Evalúan métodos para detección de malaria asintomática

Se conoce una infección asintomática de malaria como la parasitemia de malaria de cualquier densidad en ausencia de fiebre u otros síntomas agudos, en individuos que no han recibido tratamientos antipalúdicos recientes.

Los métodos sensibles para detectar las infecciones asintomáticas de la malaria son esenciales para poder identificar posibles depósitos de transmisión y obtener una evaluación exacta de la epidemiología de la malaria en áreas de baja endemicidad, y poder eliminar la malaria. Las técnicas de reacción en cadena de la polimerasa (PCR) para detectar los ácidos nucleicos del parásito (ADN o ARN), están entre los métodos moleculares más comúnmente utilizados.

Científicos de la Universidad Médica de China (Shenyang, China) y sus colegas, reclutaron a 1.005 individuos sanos (344 varones y 661 mujeres, edades 1-82 años) que viven en Kachin Sate, Myanmar, entre mayo y noviembre de 2015. Se tomaron dos muestras por punción digital; una fue procesada en un laboratorio de campo cercano y la otra en papel de filtro, que se secó y se almacenó. El estudio comparó tres métodos de detección molecular, en paralelo, a saber: la PCR anidada dirigida a los genes del ácido ribonucleico ribosómico (ARNr), la RT-PCR anidada para detectar el ARNr del parásito y la PCR de captura y ligadura (CLIP-PCR) para detectar el ARN de los parásitos.

Se prepararon y leyeron láminas de sangre en frotis delgado y gota gruesa, coloreadas con Giemsa. Para las láminas positivas, la densidad de parásitos se cuantificó con respecto a 500 glóbulos blancos (WBCs) en la gota gruesa, suponiendo que 1 μL de sangre contiene 8000 WBC. Se extrajo el ARN total y el ADN genómico de las muestras de sangre periférica. Se realizó una PCR anidada modificada (nD-PCR) basada en el gen rARN 18S. El círculo de 3 mm CLIP-PCR, de mancha de sangre seca, en papel de filtro Whatman 3 M, se perforó y se lisó con 100 μL de mezcla de lisis.

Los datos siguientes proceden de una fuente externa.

// grocery-client/src/session/manager.rs
// 会话管理器 - 登录、刷新、持久化

use std::sync::Arc;
use std::time::Duration;

use shared::{LoginRequest, LoginResponse, RefreshResponse, RegisterClientRequest};

use crate::http::{ApiRequest, HttpResponse, Transport};
use crate::session::{CredentialStorage, SESSION_FILE, Session};
use crate::{ClientConfig, ClientError, ClientResult};

pub const REGISTER_PATH: &str = "/api/client/register";
pub const LOGIN_PATH: &str = "/api/client/login";
pub const REFRESH_PATH: &str = "/api/client/refresh";

const SESSION_EXPIRED: &str = "Session expired, please log in again";

/// Result of one refresh attempt
#[derive(Debug)]
enum RefreshOutcome {
    Refreshed,
    /// Service refused the refresh token (401/403)
    Rejected(String),
    /// Network or service trouble; the refresh token may still be good
    Unavailable(ClientError),
    NoRefreshToken,
}

/// Owns the device session and attaches it to protected calls.
///
/// At most one session exists at a time. Only the device ID and refresh
/// token are persisted; a restored session mints its access token on start.
pub struct SessionManager {
    transport: Arc<dyn Transport>,
    storage: CredentialStorage,
    refresh_interval: Duration,
    session: Option<Session>,
}

impl SessionManager {
    pub fn new(transport: Arc<dyn Transport>, config: &ClientConfig) -> Self {
        Self {
            transport,
            storage: CredentialStorage::new(&config.cache_dir, SESSION_FILE),
            refresh_interval: config.refresh_interval,
            session: None,
        }
    }

    pub fn session(&self) -> Option<&Session> {
        self.session.as_ref()
    }

    pub fn device_id(&self) -> Option<&str> {
        self.session.as_ref().map(Session::device_id)
    }

    pub fn is_logged_in(&self) -> bool {
        self.session.is_some()
    }

    pub fn storage(&self) -> &CredentialStorage {
        &self.storage
    }

    /// Register a new device with the ordering service. Does not log in.
    pub async fn register(
        &self,
        device_id: &str,
        password: &str,
        email: &str,
        phone: &str,
    ) -> ClientResult<()> {
        if device_id.trim().is_empty() || password.is_empty() {
            return Err(ClientError::Validation(
                "Device ID and password are required".into(),
            ));
        }
        let request = ApiRequest::post(REGISTER_PATH).json(&RegisterClientRequest {
            device_id: device_id.to_string(),
            password: password.to_string(),
            email: email.to_string(),
            phone: phone.to_string(),
        })?;
        self.transport.send(request).await.ensure_success()?;
        tracing::info!(device_id, "Device registered");
        Ok(())
    }

    /// Log in and persist the session. Replaces any existing session.
    pub async fn login(&mut self, device_id: &str, password: &str) -> ClientResult<&Session> {
        if device_id.trim().is_empty() || password.is_empty() {
            return Err(ClientError::Validation(
                "Device ID and password are required".into(),
            ));
        }
        let request = ApiRequest::post(LOGIN_PATH).json(&LoginRequest {
            device_id: device_id.to_string(),
            password: password.to_string(),
        })?;
        let tokens: LoginResponse = self.transport.send(request).await.json()?;
        if tokens.access_token.is_empty() {
            return Err(ClientError::InvalidResponse(
                "login response carries no access token".into(),
            ));
        }

        let session = Session::from_login(device_id, tokens);
        self.persist(&session);
        tracing::info!(device_id, "Logged in");
        Ok(&*self.session.insert(session))
    }

    /// Rebuild the session from the cache and mint a fresh access token.
    ///
    /// A rejected refresh token clears the cache and yields `Ok(None)`. When
    /// the service is unreachable the cache is kept for the next attempt and
    /// the underlying error is returned.
    pub async fn restore(&mut self) -> ClientResult<Option<&Session>> {
        let Some(credential) = self.storage.load() else {
            return Ok(None);
        };
        let device_id = credential.device_id.clone();
        self.session = Some(Session::from_credential(credential));

        match self.refresh_inner().await {
            RefreshOutcome::Refreshed => {
                tracing::info!(device_id = %device_id, "Session restored");
                Ok(self.session.as_ref())
            }
            RefreshOutcome::Unavailable(e) => {
                tracing::warn!(
                    device_id = %device_id,
                    error = %e,
                    "Service unreachable, keeping cached session"
                );
                self.session = None;
                Err(e)
            }
            outcome => {
                tracing::warn!(
                    device_id = %device_id,
                    ?outcome,
                    "Session restore failed, clearing cache"
                );
                self.invalidate();
                Ok(None)
            }
        }
    }

    /// Exchange the refresh token for a new access token.
    ///
    /// Returns `false` on any failure. The refresh token is kept either way.
    pub async fn refresh(&mut self) -> bool {
        match self.refresh_inner().await {
            RefreshOutcome::Refreshed => true,
            outcome => {
                tracing::warn!(?outcome, "Token refresh failed");
                false
            }
        }
    }

    /// Refresh proactively once the access token is older than the refresh interval.
    ///
    /// Returns `false` when a due refresh failed; the failure is already logged.
    pub async fn ensure_fresh(&mut self) -> bool {
        !matches!(
            self.ensure_fresh_inner().await,
            Some(outcome) if !matches!(outcome, RefreshOutcome::Refreshed)
        )
    }

    async fn ensure_fresh_inner(&mut self) -> Option<RefreshOutcome> {
        let due = self
            .session
            .as_ref()
            .is_some_and(|s| s.needs_refresh(self.refresh_interval));
        if !due {
            return None;
        }
        tracing::debug!("Access token due for refresh");
        let outcome = self.refresh_inner().await;
        if !matches!(outcome, RefreshOutcome::Refreshed) {
            tracing::warn!(?outcome, "Proactive token refresh failed");
        }
        Some(outcome)
    }

    /// Send a protected request with the current access token.
    ///
    /// A 401 triggers one refresh and one retry. A second 401, or a refresh
    /// the service rejects, surfaces [`ClientError::Auth`]; in the latter
    /// case the session and its cache are destroyed.
    pub async fn authorized_call(&mut self, request: ApiRequest) -> ClientResult<HttpResponse> {
        if self.session.is_none() {
            return Err(ClientError::Auth("Not logged in".into()));
        }

        let proactive = self.ensure_fresh_inner().await;
        let token = match (self.current_access_token(), proactive) {
            (Some(token), _) => token,
            (None, Some(RefreshOutcome::Unavailable(e))) => return Err(e),
            (None, Some(RefreshOutcome::Rejected(_))) => {
                self.invalidate();
                return Err(ClientError::Auth(SESSION_EXPIRED.into()));
            }
            (None, _) => return Err(ClientError::Auth(SESSION_EXPIRED.into())),
        };

        let response = self.transport.send(request.clone().bearer(token)).await;
        if !response.is_unauthorized() {
            return Ok(response);
        }

        tracing::info!(path = %request.path, "Access token rejected, refreshing");
        match self.refresh_inner().await {
            RefreshOutcome::Refreshed => {}
            RefreshOutcome::Rejected(message) => {
                tracing::warn!(%message, "Refresh token rejected, dropping session");
                self.invalidate();
                return Err(ClientError::Auth(SESSION_EXPIRED.into()));
            }
            RefreshOutcome::Unavailable(e) => return Err(e),
            RefreshOutcome::NoRefreshToken => return Err(response.into_error()),
        }

        let Some(token) = self.current_access_token() else {
            return Err(ClientError::Auth(SESSION_EXPIRED.into()));
        };
        let retry = self.transport.send(request.bearer(token)).await;
        if retry.is_unauthorized() {
            return Err(retry.into_error());
        }
        Ok(retry)
    }

    /// Drop the session and delete its cache. No server call is made.
    pub fn logout(&mut self) -> ClientResult<()> {
        if let Some(session) = self.session.take() {
            tracing::info!(device_id = %session.device_id(), "Logged out");
        }
        self.storage.delete()?;
        Ok(())
    }

    fn current_access_token(&self) -> Option<String> {
        self.session
            .as_ref()
            .and_then(|s| s.access_token())
            .map(str::to_string)
    }

    async fn refresh_inner(&mut self) -> RefreshOutcome {
        let Some(refresh_token) = self
            .session
            .as_ref()
            .and_then(|s| s.refresh_token())
            .map(str::to_string)
        else {
            return RefreshOutcome::NoRefreshToken;
        };

        let response = self
            .transport
            .send(ApiRequest::post(REFRESH_PATH).bearer(refresh_token))
            .await;

        if matches!(response.status, 401 | 403) {
            return RefreshOutcome::Rejected(
                response.error_text().unwrap_or_else(|| "refresh rejected".into()),
            );
        }
        let body: RefreshResponse = match response.json() {
            Ok(body) => body,
            Err(e) => return RefreshOutcome::Unavailable(e),
        };
        if body.access_token.is_empty() {
            return RefreshOutcome::Unavailable(ClientError::InvalidResponse(
                "refresh response carries no access token".into(),
            ));
        }

        let Some(session) = self.session.as_mut() else {
            return RefreshOutcome::NoRefreshToken;
        };
        session.set_access_token(body.access_token);
        let session = session.clone();
        self.persist(&session);
        tracing::debug!(device_id = %session.device_id(), "Access token refreshed");
        RefreshOutcome::Refreshed
    }

    /// Write the durable part of the session. A failed write leaves the
    /// in-memory session usable; it only costs the next restore.
    fn persist(&self, session: &Session) {
        let Some(credential) = session.credential() else {
            return;
        };
        if let Err(e) = self.storage.save(&credential) {
            tracing::warn!(
                path = %self.storage.path().display(),
                error = %e,
                "Failed to persist session"
            );
        }
    }

    fn invalidate(&mut self) {
        self.session = None;
        if let Err(e) = self.storage.delete() {
            tracing::warn!(
                path = %self.storage.path().display(),
                error = %e,
                "Failed to delete session cache"
            );
        }
    }
}
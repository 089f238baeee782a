//! Grocery order DTOs
//!
//! Bodies for the preview / confirm / cancel endpoints and the order
//! records returned by `/api/client/orders` and `/api/client/orders/last`.

use std::collections::BTreeMap;

use chrono::{DateTime, Utc};
use rust_decimal::Decimal;
use serde::{Deserialize, Serialize};

/// One cart line
#[derive(Debug, Clone, PartialEq, Eq, Serialize, Deserialize)]
pub struct OrderLine {
    pub sku: String,
    pub quantity: u32,
}

impl OrderLine {
    pub fn new(sku: impl Into<String>, quantity: u32) -> Self {
        Self {
            sku: sku.into(),
            quantity,
        }
    }
}

/// `POST /api/client/order/preview`
#[derive(Debug, Clone, Serialize, Deserialize)]
pub struct PreviewRequest {
    pub items: Vec<OrderLine>,
}

/// Reservation result. `items` echoes what the service actually reserved.
#[derive(Debug, Clone, Serialize, Deserialize)]
pub struct PreviewResponse {
    #[serde(alias = "OrderId", alias = "OrderID")]
    pub order_id: String,
    #[serde(default)]
    pub items: BTreeMap<String, u32>,
    #[serde(default, skip_serializing_if = "Option::is_none")]
    pub status: Option<String>,
    #[serde(default, skip_serializing_if = "Option::is_none")]
    pub message: Option<String>,
}

/// Body of confirm and cancel: `{"order_id": ...}`
#[derive(Debug, Clone, Serialize, Deserialize)]
pub struct OrderRef {
    pub order_id: String,
}

impl OrderRef {
    pub fn new(order_id: impl Into<String>) -> Self {
        Self {
            order_id: order_id.into(),
        }
    }
}

/// Order row as stored by the ordering service.
///
/// The service serializes its records with PascalCase keys; snake_case
/// keys are accepted as well.
#[derive(Debug, Clone, PartialEq, Serialize, Deserialize)]
pub struct OrderRecord {
    #[serde(rename = "OrderID", alias = "order_id", default)]
    pub order_id: String,
    #[serde(rename = "Status", alias = "status", default)]
    pub status: String,
    #[serde(rename = "TotalPrice", alias = "total_price", default)]
    pub total_price: Decimal,
    #[serde(
        rename = "CreatedAt",
        alias = "created_at",
        default,
        skip_serializing_if = "Option::is_none"
    )]
    pub created_at: Option<DateTime<Utc>>,
}
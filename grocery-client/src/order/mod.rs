// grocery-client/src/order/mod.rs
// 订单模块

pub mod client;
pub mod state;

pub use client::GroceryClient;
pub use state::{OrderOutcome, OrderStatus, PendingOrder, ReservedItems};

Se utilizaron dos métodos de RT-PCR para detectar gametocitos de Plasmodium vivax en las muestras. Para la detección de gametocitos de P. vivax en todas las 1.005 muestras, se amplificaron todas las 645 bp del gen Pvs25, utilizando cebadores específicos para Pvs25-. La amplificación y la detección se realizaron en un aparato ABI 7500 (Applied Biosystems, Foster City, CA, EUA).

La microscopia de luz detectó infecciones por Plasmodium en sólo el 1,19% de los residentes que albergaron los parásitos. CLIP-PCR tuvo un desempeñó ligeramente mejor y detectó infecciones por Plasmodium en el 1,89% de la población. Se logró una mejora adicional mediante PCR anidada para detectar el ADN del parásito, que detectó infecciones por P. vivax y P. falciparum en el 2,39% de los residentes. Sin embargo, la RT-PCR anidada para el rARN, detectó 187 individuos (18,61%) con infecciones por Plasmodium, siendo P. vivax la especie predominante (176 P. vivax, 5 P. falciparum y 6 infecciones mixtas por P. falciparum/P. vivax). De las 210 muestras positivas a Plasmodium, detectadas por todos los métodos moleculares, 115 fueron positivas a Pvs25, por reacción cuantitativa en cadena de polimerasa (qRT-PCR), lo que indica que una gran proporción de individuos asintomáticos eran portadores de gametocitos.

Los autores concluyeron que la RT-PCR anidada basada en la detección del rARN del parásito, en el estadio asexual fue la más sensible, con una sensibilidad más de seis veces mayor que los otros dos métodos moleculares de detección de parásitos. CLIP-PCR tiene una eficiencia mucho mayor, pero su sensibilidad en este estudio fue mucho menor que la de los otros métodosmoleculares. El estudio fue publicado el 20 de abril de 2017 en la revista Malaria Journal.